- **Work task**:
Give back the full data, unchanged and complete.

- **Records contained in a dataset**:

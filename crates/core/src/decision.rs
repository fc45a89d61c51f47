//! Access decision engine: turns windows into an `AccessSnapshot`
//!
//! Subscription status is evaluated before anything about the trial. Moving
//! the trial checks above the subscription check would block paying users
//! whose trial ran out long ago.

use chrono::{DateTime, Utc};
use serde::{Deserialize, Serialize};
use std::fmt;

use crate::freshness::Freshness;
use crate::window::{SubscriptionWindow, TrialWindow};

#[derive(Debug, Clone, Copy, PartialEq, Eq, Serialize, Deserialize)]
#[serde(rename_all = "snake_case")]
pub enum UserState {
    New,
    TrialUsed,
    Paid,
    Expired,
}

impl fmt::Display for UserState {
    fn fmt(&self, f: &mut fmt::Formatter<'_>) -> fmt::Result {
        match self {
            UserState::New => write!(f, "new"),
            UserState::TrialUsed => write!(f, "trial_used"),
            UserState::Paid => write!(f, "paid"),
            UserState::Expired => write!(f, "expired"),
        }
    }
}

/// Point-in-time answer to "may this user use the app?"
#[derive(Debug, Clone, Copy, PartialEq, Eq, Serialize, Deserialize)]
pub struct AccessSnapshot {
    pub has_active_subscription: bool,
    /// Only evaluated when no subscription was ever seen; `false` otherwise.
    pub is_trial_expired: bool,
    pub can_access_app: bool,
    pub user_state: UserState,
}

/// Pure decision over the two windows.
pub fn evaluate(
    trial: Option<&TrialWindow>,
    subscription: Option<&SubscriptionWindow>,
    now: DateTime<Utc>,
) -> AccessSnapshot {
    if let Some(sub) = subscription {
        if sub.is_active(now) {
            return AccessSnapshot {
                has_active_subscription: true,
                is_trial_expired: false,
                can_access_app: true,
                user_state: UserState::Paid,
            };
        }
        return AccessSnapshot {
            has_active_subscription: false,
            is_trial_expired: false,
            can_access_app: false,
            user_state: UserState::Expired,
        };
    }

    match trial {
        // Not started yet: the trial is initialized on the first protected mount.
        None => AccessSnapshot {
            has_active_subscription: false,
            is_trial_expired: false,
            can_access_app: true,
            user_state: UserState::New,
        },
        Some(trial) if trial.is_expired(now) => AccessSnapshot {
            has_active_subscription: false,
            is_trial_expired: true,
            can_access_app: false,
            user_state: UserState::TrialUsed,
        },
        Some(_) => AccessSnapshot {
            has_active_subscription: false,
            is_trial_expired: false,
            can_access_app: true,
            user_state: UserState::New,
        },
    }
}

/// Remembers the last fresh snapshot so refreshes never flicker to blocked.
#[derive(Debug, Clone, Default)]
pub struct DecisionEngine {
    last: Option<AccessSnapshot>,
}

impl DecisionEngine {
    pub fn new() -> Self {
        Self::default()
    }

    /// Last snapshot computed from resolved inputs.
    pub fn last(&self) -> Option<AccessSnapshot> {
        self.last
    }

    /// While `remote_loading`, returns the last known snapshot (or one derived
    /// from the cached inputs when there is none) as `Stale`. Otherwise
    /// evaluates, remembers and returns `Fresh`.
    pub fn decide(
        &mut self,
        trial: Option<&TrialWindow>,
        subscription: Option<&SubscriptionWindow>,
        remote_loading: bool,
        now: DateTime<Utc>,
    ) -> Freshness<AccessSnapshot> {
        if remote_loading {
            let snapshot = self
                .last
                .unwrap_or_else(|| evaluate(trial, subscription, now));
            return Freshness::Stale(snapshot);
        }

        let snapshot = evaluate(trial, subscription, now);
        self.last = Some(snapshot);
        Freshness::Fresh(snapshot)
    }
}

- **Exercise answer**:
filename crates/core/src/decision.rs
repository fc45a89d61c51f47
//! Access decision engine: turns windows into an `AccessSnapshot`
//!
//! Subscription status is evaluated before anything about the trial. Moving
//! the trial checks above the subscription check would block paying users
//! whose trial ran out long ago.

use chrono::{DateTime, Utc};
use serde::{Deserialize, Serialize};
use std::fmt;

use crate::freshness::Freshness;
use crate::window::{SubscriptionWindow, TrialWindow};

#[derive(Debug, Clone, Copy, PartialEq, Eq, Serialize, Deserialize)]
#[serde(rename_all = "snake_case")]
pub enum UserState {
    New,
    TrialUsed,
    Paid,
    Expired,
}

impl fmt::Display for UserState {
    fn fmt(&self, f: &mut fmt::Formatter<'_>) -> fmt::Result {
        match self {
            UserState::New => write!(f, "new"),
            UserState::TrialUsed => write!(f, "trial_used"),
            UserState::Paid => write!(f, "paid"),
            UserState::Expired => write!(f, "expired"),
        }
    }
}

/// Point-in-time answer to "may this user use the app?"
#[derive(Debug, Clone, Copy, PartialEq, Eq, Serialize, Deserialize)]
pub struct AccessSnapshot {
    pub has_active_subscription: bool,
    /// Only evaluated when no subscription was ever seen; `false` otherwise.
    pub is_trial_expired: bool,
    pub can_access_app: bool,
    pub user_state: UserState,
}

/// Pure decision over the two windows.
pub fn evaluate(
    trial: Option<&TrialWindow>,
    subscription: Option<&SubscriptionWindow>,
    now: DateTime<Utc>,
) -> AccessSnapshot {
    if let Some(sub) = subscription {
        if sub.is_active(now) {
            return AccessSnapshot {
                has_active_subscription: true,
                is_trial_expired: false,
                can_access_app: true,
                user_state: UserState::Paid,
            };
        }
        return AccessSnapshot {
            has_active_subscription: false,
            is_trial_expired: false,
            can_access_app: false,
            user_state: UserState::Expired,
        };
    }

    match trial {
        // Not started yet: the trial is initialized on the first protected mount.
        None => AccessSnapshot {
            has_active_subscription: false,
            is_trial_expired: false,
            can_access_app: true,
            user_state: UserState::New,
        },
        Some(trial) if trial.is_expired(now) => AccessSnapshot {
            has_active_subscription: false,
            is_trial_expired: true,
            can_access_app: false,
            user_state: UserState::TrialUsed,
        },
        Some(_) => AccessSnapshot {
            has_active_subscription: false,
            is_trial_expired: false,
            can_access_app: true,
            user_state: UserState::New,
        },
    }
}

/// Remembers the last fresh snapshot so refreshes never flicker to blocked.
#[derive(Debug, Clone, Default)]
pub struct DecisionEngine {
    last: Option<AccessSnapshot>,
}

impl DecisionEngine {
    pub fn new() -> Self {
        Self::default()
    }

    /// Last snapshot computed from resolved inputs.
    pub fn last(&self) -> Option<AccessSnapshot> {
        self.last
    }

    /// While `remote_loading`, returns the last known snapshot (or one derived
    /// from the cached inputs when there is none) as `Stale`. Otherwise
    /// evaluates, remembers and returns `Fresh`.
    pub fn decide(
        &mut self,
        trial: Option<&TrialWindow>,
        subscription: Option<&SubscriptionWindow>,
        remote_loading: bool,
        now: DateTime<Utc>,
    ) -> Freshness<AccessSnapshot> {
        if remote_loading {
            let snapshot = self
                .last
                .unwrap_or_else(|| evaluate(trial, subscription, now));
            return Freshness::Stale(snapshot);
        }

        let snapshot = evaluate(trial, subscription, now);
        self.last = Some(snapshot);
        Freshness::Fresh(snapshot)
    }
}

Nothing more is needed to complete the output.